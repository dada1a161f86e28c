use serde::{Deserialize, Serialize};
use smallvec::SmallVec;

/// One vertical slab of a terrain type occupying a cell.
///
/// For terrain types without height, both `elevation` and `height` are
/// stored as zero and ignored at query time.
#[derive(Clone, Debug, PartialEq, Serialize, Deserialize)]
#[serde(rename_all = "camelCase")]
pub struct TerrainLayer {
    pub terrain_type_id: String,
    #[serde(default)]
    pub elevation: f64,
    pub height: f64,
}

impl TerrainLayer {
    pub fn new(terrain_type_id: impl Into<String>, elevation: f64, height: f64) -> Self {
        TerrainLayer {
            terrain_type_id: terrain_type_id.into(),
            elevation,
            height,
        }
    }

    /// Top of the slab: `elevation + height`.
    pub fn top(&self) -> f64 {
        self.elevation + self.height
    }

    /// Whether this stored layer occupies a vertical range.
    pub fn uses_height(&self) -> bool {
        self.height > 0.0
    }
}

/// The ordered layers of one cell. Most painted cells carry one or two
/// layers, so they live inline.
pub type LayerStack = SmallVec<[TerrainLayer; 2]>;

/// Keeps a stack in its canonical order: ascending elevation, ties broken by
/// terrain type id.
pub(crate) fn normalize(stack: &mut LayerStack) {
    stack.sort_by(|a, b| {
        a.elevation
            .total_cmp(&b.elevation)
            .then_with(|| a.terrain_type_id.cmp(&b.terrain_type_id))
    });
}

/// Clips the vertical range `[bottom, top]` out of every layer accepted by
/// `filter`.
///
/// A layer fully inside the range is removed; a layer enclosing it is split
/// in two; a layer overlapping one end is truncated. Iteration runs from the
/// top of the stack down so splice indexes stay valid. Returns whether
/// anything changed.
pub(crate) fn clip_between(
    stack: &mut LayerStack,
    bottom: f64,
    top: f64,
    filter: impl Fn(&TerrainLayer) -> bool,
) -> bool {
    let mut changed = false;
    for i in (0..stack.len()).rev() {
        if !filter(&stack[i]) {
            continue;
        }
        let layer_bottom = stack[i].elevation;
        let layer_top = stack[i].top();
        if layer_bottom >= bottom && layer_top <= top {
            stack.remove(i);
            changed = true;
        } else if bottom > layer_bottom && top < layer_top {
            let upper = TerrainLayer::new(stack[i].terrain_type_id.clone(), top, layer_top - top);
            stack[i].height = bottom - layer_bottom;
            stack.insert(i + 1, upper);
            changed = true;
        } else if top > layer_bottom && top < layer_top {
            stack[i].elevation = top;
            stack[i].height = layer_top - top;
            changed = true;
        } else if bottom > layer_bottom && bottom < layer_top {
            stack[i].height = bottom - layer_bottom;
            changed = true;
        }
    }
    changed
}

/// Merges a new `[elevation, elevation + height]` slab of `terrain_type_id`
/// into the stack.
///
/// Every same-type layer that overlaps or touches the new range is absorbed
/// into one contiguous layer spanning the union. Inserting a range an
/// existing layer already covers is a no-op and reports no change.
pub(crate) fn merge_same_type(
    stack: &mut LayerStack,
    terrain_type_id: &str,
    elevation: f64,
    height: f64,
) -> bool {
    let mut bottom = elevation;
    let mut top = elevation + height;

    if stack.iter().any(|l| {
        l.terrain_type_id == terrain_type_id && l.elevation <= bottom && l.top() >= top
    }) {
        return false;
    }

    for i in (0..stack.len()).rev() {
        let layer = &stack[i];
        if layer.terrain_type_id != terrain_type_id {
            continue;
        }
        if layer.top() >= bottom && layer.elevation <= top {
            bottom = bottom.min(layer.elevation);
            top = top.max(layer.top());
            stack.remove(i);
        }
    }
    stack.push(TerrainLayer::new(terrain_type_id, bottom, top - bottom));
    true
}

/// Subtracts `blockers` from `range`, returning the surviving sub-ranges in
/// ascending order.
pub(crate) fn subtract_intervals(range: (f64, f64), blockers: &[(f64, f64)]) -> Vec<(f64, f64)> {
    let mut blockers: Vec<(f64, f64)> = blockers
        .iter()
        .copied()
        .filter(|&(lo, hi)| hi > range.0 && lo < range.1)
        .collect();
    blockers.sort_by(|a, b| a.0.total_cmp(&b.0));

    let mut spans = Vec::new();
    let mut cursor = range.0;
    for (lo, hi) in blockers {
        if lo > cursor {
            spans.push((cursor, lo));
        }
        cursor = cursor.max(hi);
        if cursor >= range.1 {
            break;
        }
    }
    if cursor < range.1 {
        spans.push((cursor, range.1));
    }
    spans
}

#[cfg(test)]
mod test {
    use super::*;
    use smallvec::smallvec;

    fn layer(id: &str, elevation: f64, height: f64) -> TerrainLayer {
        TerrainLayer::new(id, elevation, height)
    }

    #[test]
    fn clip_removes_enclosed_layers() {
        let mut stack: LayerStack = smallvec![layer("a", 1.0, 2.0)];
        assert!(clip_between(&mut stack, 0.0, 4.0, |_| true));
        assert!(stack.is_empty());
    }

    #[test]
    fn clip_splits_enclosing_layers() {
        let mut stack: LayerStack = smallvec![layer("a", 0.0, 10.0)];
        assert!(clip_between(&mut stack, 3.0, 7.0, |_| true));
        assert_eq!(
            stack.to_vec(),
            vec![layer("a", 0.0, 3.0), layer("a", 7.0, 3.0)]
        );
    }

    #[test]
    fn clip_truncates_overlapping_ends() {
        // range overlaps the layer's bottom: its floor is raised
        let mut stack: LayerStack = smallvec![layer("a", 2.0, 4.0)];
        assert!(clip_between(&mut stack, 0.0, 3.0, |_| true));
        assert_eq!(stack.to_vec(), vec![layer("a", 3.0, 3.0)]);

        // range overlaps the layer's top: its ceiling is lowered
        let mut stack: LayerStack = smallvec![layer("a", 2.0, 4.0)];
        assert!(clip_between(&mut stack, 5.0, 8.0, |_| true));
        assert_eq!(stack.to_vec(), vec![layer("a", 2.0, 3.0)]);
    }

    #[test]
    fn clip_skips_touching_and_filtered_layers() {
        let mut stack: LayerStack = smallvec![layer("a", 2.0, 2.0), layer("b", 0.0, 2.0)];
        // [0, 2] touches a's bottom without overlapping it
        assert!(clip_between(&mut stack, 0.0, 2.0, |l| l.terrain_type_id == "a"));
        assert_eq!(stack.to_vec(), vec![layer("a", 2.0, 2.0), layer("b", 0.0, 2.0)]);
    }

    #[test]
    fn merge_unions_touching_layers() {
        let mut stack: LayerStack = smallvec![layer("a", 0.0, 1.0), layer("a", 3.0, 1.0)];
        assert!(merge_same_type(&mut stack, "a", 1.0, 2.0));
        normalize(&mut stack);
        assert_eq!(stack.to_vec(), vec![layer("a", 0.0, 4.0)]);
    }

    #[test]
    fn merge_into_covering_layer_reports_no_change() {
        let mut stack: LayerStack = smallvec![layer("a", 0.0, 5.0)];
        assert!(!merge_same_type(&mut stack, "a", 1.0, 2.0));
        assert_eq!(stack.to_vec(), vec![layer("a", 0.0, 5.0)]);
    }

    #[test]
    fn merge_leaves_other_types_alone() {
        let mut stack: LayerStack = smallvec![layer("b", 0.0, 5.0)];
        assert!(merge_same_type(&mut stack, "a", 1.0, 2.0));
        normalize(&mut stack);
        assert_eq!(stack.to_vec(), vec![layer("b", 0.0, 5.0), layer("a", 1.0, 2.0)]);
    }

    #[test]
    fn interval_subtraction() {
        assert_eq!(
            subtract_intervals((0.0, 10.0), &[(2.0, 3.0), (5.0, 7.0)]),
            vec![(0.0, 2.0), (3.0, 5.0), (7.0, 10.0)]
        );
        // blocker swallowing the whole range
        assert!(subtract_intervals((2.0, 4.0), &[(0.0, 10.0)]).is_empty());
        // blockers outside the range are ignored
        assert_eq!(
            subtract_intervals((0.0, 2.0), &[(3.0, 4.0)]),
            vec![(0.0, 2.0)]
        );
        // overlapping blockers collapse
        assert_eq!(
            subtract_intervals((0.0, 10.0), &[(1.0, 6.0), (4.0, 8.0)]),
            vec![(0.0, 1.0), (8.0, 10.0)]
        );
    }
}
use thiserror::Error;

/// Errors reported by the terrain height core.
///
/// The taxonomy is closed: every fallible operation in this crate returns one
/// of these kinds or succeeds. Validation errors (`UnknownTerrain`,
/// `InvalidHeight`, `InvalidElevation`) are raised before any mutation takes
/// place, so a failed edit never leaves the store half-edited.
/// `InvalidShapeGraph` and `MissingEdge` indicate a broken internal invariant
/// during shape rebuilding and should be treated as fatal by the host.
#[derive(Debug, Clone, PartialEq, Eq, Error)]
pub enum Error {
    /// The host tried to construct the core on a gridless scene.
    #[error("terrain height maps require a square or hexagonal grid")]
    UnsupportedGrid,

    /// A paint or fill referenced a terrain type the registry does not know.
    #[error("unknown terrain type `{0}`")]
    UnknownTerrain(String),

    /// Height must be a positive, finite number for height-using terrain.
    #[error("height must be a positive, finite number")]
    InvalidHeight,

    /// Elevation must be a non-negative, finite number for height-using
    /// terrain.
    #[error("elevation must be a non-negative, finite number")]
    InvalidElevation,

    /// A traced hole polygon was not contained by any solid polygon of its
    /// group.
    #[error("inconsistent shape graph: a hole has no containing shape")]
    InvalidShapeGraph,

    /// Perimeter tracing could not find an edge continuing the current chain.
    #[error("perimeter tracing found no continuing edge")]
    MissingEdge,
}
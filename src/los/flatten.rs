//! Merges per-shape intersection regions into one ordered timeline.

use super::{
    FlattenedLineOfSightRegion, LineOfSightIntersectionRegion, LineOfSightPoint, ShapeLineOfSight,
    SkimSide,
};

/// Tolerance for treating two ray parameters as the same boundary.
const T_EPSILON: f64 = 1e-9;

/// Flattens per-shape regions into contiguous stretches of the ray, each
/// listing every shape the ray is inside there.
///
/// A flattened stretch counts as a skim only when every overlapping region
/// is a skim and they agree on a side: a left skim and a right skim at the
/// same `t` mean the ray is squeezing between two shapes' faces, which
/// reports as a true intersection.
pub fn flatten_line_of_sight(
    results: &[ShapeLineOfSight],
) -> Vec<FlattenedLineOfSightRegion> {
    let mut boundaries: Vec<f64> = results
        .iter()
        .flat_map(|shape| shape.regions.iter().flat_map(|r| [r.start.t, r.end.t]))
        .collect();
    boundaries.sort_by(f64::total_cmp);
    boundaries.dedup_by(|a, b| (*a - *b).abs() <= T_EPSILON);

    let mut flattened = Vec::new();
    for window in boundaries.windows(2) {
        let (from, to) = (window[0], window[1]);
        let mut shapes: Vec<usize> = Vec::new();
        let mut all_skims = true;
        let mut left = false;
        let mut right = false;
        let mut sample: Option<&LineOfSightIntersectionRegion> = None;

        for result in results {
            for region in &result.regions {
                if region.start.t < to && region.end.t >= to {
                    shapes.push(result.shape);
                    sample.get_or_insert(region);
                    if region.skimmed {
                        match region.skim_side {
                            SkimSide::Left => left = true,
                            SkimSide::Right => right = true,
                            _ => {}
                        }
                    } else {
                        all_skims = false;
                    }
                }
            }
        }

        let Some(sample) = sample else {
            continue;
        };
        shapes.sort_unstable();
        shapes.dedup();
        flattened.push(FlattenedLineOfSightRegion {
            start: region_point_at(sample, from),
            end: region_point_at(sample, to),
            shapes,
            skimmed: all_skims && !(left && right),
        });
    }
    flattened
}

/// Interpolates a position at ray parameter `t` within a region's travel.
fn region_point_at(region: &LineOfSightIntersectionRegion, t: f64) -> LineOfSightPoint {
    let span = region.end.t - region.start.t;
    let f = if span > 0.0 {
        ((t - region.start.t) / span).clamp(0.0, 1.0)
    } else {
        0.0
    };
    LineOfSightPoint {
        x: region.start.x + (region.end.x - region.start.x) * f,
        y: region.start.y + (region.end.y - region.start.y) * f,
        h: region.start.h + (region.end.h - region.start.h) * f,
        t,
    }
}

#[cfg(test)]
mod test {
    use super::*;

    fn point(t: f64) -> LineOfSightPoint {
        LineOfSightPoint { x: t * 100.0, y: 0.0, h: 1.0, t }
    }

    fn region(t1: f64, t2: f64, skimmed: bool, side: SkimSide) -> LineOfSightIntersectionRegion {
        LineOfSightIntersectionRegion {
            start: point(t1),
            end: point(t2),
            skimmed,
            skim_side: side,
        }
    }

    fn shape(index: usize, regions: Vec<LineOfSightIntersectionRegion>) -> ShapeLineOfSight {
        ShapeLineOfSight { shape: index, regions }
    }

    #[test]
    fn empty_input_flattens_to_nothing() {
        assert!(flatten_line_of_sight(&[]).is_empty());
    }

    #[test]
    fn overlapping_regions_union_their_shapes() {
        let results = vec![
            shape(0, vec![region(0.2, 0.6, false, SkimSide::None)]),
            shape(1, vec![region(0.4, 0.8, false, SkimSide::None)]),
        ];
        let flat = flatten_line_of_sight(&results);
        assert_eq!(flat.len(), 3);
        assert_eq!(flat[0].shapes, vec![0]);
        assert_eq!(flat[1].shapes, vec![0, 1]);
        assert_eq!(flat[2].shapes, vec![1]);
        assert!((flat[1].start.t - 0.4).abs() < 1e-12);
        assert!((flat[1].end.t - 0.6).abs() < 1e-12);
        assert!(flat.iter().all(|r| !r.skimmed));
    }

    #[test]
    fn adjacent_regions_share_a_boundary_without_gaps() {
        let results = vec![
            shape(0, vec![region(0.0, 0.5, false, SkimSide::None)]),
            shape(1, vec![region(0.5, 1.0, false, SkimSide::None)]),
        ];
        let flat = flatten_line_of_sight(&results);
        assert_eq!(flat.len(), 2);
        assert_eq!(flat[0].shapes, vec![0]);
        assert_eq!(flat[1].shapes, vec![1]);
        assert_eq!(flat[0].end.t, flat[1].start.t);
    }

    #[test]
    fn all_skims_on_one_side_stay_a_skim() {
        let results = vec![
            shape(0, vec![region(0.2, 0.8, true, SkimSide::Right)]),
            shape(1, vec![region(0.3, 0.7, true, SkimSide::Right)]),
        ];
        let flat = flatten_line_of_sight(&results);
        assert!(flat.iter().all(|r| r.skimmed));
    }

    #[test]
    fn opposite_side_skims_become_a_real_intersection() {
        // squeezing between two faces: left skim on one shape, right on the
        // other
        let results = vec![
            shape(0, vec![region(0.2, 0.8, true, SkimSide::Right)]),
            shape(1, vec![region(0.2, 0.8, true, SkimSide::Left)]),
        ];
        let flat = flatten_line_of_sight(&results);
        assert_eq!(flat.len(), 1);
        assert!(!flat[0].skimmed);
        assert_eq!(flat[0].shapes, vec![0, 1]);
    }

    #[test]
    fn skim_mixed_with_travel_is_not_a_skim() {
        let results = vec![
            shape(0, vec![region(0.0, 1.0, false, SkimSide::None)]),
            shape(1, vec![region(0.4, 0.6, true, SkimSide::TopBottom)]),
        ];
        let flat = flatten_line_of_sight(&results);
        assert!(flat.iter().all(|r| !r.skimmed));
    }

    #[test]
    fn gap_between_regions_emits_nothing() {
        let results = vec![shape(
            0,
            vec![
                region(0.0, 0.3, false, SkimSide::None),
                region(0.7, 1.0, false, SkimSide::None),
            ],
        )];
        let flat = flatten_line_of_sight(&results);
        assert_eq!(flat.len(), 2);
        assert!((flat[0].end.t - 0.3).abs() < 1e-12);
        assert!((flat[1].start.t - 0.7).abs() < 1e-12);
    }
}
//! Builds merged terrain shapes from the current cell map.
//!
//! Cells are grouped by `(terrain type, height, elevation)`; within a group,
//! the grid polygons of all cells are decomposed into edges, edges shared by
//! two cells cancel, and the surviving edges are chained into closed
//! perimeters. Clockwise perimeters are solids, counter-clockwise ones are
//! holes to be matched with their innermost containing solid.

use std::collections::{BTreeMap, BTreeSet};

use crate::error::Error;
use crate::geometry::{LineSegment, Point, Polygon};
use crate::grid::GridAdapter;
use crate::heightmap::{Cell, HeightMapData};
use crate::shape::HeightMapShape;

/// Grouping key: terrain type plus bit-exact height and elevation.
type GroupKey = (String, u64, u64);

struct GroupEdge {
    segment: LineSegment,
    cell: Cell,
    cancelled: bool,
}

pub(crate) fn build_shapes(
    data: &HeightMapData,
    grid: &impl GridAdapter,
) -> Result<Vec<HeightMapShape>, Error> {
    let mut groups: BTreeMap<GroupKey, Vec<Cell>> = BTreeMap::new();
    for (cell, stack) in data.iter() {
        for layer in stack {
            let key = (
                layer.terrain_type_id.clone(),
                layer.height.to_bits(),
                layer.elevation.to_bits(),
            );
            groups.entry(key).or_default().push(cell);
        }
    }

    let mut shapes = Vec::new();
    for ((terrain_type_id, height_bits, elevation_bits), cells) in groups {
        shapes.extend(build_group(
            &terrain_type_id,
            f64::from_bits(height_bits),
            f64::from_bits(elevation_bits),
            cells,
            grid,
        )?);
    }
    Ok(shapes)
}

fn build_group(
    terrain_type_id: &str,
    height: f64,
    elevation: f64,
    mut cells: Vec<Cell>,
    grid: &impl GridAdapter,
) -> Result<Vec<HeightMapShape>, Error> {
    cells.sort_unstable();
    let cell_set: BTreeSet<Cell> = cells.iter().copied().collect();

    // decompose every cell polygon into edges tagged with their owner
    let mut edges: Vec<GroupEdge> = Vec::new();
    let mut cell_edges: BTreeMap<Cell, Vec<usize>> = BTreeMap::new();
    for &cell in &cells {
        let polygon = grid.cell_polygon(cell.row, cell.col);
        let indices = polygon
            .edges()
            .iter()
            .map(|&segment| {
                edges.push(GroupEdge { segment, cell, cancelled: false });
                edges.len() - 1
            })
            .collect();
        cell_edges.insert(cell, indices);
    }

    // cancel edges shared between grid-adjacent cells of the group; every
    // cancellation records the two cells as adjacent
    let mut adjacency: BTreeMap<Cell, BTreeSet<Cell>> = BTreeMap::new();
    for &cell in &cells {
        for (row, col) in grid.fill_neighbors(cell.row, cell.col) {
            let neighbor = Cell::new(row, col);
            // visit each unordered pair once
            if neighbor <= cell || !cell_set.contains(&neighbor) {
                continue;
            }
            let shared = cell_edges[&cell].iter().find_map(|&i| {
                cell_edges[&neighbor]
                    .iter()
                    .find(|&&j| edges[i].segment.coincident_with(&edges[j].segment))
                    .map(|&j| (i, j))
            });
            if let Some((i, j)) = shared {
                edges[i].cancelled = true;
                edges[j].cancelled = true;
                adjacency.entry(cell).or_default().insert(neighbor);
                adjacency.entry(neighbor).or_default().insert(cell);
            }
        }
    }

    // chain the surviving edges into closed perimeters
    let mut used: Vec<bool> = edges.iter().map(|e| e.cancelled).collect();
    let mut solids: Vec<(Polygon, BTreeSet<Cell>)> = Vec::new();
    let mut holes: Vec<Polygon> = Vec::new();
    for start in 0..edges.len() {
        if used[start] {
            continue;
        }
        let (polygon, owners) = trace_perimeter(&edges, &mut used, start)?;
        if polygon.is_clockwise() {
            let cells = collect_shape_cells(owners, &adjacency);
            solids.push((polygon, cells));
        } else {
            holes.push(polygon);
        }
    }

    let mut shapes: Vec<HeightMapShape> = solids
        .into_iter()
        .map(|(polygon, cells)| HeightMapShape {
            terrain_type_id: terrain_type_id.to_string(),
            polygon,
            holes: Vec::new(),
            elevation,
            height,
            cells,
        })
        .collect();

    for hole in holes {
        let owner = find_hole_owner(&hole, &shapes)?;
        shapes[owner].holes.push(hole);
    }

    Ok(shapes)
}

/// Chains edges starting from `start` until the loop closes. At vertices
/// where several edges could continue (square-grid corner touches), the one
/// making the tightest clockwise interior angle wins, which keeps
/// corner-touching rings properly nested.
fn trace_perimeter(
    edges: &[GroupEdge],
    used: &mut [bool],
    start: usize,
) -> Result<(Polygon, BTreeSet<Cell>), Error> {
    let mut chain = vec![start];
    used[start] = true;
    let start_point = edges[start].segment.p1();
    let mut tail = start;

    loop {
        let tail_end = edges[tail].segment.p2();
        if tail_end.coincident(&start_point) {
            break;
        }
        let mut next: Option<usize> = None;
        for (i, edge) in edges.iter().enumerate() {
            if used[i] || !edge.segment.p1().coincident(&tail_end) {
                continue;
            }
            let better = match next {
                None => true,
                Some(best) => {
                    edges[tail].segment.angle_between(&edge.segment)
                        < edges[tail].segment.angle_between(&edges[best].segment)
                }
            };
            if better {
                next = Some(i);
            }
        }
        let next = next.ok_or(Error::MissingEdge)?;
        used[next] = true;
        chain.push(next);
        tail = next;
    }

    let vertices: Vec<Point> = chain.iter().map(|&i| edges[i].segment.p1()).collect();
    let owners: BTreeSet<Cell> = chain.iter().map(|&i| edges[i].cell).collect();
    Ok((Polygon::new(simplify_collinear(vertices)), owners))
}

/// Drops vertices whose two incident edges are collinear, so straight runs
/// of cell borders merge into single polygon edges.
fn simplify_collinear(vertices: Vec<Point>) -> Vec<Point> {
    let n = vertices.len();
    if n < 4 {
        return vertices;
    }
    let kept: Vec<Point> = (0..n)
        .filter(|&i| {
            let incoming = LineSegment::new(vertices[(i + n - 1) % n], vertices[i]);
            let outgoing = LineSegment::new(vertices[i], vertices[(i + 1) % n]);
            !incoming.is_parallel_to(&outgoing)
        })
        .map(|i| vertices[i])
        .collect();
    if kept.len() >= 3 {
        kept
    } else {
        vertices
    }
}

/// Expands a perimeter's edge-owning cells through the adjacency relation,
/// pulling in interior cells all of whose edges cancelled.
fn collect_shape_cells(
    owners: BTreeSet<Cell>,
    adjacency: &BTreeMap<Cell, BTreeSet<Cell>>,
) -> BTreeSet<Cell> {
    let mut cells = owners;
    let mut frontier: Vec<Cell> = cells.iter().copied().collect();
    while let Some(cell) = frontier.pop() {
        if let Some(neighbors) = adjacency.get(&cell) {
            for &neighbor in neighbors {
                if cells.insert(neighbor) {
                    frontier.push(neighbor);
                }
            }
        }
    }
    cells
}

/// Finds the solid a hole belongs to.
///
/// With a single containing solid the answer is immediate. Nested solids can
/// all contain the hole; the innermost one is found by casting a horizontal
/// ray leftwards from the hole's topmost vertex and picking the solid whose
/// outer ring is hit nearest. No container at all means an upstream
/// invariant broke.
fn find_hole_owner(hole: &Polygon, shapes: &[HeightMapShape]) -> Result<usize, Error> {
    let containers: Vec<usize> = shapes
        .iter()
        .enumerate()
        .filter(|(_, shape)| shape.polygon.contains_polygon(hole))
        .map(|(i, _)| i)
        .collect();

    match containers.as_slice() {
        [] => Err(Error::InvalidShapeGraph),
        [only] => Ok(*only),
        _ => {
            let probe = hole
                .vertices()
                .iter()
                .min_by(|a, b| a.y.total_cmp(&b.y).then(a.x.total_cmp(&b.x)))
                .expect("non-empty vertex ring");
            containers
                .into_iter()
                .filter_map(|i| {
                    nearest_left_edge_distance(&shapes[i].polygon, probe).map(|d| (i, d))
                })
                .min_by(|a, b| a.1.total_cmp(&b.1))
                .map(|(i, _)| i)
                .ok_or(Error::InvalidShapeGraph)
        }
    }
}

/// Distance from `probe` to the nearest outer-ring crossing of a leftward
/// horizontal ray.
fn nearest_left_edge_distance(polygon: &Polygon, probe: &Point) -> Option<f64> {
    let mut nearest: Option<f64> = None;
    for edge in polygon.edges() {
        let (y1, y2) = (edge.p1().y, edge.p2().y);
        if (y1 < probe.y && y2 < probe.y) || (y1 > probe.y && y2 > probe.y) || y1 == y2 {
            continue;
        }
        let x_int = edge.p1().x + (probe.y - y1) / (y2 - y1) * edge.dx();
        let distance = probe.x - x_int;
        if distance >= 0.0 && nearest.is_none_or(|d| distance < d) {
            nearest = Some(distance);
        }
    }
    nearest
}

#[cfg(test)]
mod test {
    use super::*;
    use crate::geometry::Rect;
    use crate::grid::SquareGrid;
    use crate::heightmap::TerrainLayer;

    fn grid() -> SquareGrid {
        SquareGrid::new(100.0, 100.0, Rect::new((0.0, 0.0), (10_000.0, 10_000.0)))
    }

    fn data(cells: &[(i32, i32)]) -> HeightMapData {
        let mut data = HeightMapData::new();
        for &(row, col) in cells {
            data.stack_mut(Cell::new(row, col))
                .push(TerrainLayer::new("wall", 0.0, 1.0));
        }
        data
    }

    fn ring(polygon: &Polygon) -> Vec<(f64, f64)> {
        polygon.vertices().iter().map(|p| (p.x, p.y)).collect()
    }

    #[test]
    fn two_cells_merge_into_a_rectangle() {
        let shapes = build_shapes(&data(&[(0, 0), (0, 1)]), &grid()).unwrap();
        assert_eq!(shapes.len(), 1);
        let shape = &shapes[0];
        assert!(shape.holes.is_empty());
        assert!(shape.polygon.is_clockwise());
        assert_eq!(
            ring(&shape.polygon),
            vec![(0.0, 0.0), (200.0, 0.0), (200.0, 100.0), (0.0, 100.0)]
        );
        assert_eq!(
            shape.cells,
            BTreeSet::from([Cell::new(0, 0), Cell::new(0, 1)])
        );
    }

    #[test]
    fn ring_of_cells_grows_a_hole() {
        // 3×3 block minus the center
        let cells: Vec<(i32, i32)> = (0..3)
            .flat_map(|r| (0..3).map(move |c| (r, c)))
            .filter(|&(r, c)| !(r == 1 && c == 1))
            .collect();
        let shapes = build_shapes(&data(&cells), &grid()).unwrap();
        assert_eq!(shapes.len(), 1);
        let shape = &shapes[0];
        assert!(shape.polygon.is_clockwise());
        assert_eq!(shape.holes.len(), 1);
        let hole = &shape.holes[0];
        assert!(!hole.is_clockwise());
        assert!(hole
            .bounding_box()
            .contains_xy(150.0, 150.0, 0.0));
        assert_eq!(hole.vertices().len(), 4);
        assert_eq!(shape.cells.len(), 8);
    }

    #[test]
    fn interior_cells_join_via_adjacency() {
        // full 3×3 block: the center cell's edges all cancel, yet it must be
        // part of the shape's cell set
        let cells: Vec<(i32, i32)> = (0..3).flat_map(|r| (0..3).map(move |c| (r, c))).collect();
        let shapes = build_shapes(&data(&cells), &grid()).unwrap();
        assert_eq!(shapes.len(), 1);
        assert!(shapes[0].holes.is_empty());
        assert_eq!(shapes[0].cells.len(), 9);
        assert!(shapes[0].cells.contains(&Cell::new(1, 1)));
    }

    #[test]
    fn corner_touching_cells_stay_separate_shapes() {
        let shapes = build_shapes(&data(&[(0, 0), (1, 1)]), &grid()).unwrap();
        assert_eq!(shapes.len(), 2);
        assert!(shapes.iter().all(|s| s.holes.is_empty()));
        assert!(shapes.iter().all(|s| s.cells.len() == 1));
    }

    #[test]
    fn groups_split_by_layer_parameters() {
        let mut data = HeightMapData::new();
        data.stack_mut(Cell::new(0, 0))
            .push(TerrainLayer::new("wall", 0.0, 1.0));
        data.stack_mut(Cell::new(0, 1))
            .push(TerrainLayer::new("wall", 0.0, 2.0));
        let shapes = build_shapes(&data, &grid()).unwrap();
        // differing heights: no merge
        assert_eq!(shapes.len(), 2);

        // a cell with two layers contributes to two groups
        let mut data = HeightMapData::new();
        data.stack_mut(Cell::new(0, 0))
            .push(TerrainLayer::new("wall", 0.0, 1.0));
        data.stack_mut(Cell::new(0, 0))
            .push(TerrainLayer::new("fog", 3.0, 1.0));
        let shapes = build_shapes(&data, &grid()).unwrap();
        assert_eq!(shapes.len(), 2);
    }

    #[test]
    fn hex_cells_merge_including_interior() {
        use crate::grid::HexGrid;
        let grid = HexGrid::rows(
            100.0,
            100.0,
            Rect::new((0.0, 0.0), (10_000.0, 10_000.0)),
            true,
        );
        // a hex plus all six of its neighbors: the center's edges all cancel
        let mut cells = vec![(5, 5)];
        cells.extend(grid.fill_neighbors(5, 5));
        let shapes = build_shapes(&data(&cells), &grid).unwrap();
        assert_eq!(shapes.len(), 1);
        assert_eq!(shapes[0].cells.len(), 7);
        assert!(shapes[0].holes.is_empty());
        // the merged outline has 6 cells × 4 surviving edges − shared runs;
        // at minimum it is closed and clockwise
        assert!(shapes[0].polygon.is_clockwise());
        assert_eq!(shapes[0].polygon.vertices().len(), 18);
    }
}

++++++++++

Restate the records above verbatim up to and including the line containing "runs from the".

repository dada1a161f86e28c
use serde::{Deserialize, Serialize};
use smallvec::SmallVec;

/// One vertical slab of a terrain type occupying a cell.
///
/// For terrain types without height, both `elevation` and `height` are
/// stored as zero and ignored at query time.
#[derive(Clone, Debug, PartialEq, Serialize, Deserialize)]
#[serde(rename_all = "camelCase")]
pub struct TerrainLayer {
    pub terrain_type_id: String,
    #[serde(default)]
    pub elevation: f64,
    pub height: f64,
}

impl TerrainLayer {
    pub fn new(terrain_type_id: impl Into<String>, elevation: f64, height: f64) -> Self {
        TerrainLayer {
            terrain_type_id: terrain_type_id.into(),
            elevation,
            height,
        }
    }

    /// Top of the slab: `elevation + height`.
    pub fn top(&self) -> f64 {
        self.elevation + self.height
    }

    /// Whether this stored layer occupies a vertical range.
    pub fn uses_height(&self) -> bool {
        self.height > 0.0
    }
}

/// The ordered layers of one cell. Most painted cells carry one or two
/// layers, so they live inline.
pub type LayerStack = SmallVec<[TerrainLayer; 2]>;

/// Keeps a stack in its canonical order: ascending elevation, ties broken by
/// terrain type id.
pub(crate) fn normalize(stack: &mut LayerStack) {
    stack.sort_by(|a, b| {
        a.elevation
            .total_cmp(&b.elevation)
            .then_with(|| a.terrain_type_id.cmp(&b.terrain_type_id))
    });
}

/// Clips the vertical range `[bottom, top]` out of every layer accepted by
/// `filter`.
///
/// A layer fully inside the range is removed; a layer enclosing it is split
/// in two; a layer overlapping one end is truncated. Iteration runs from the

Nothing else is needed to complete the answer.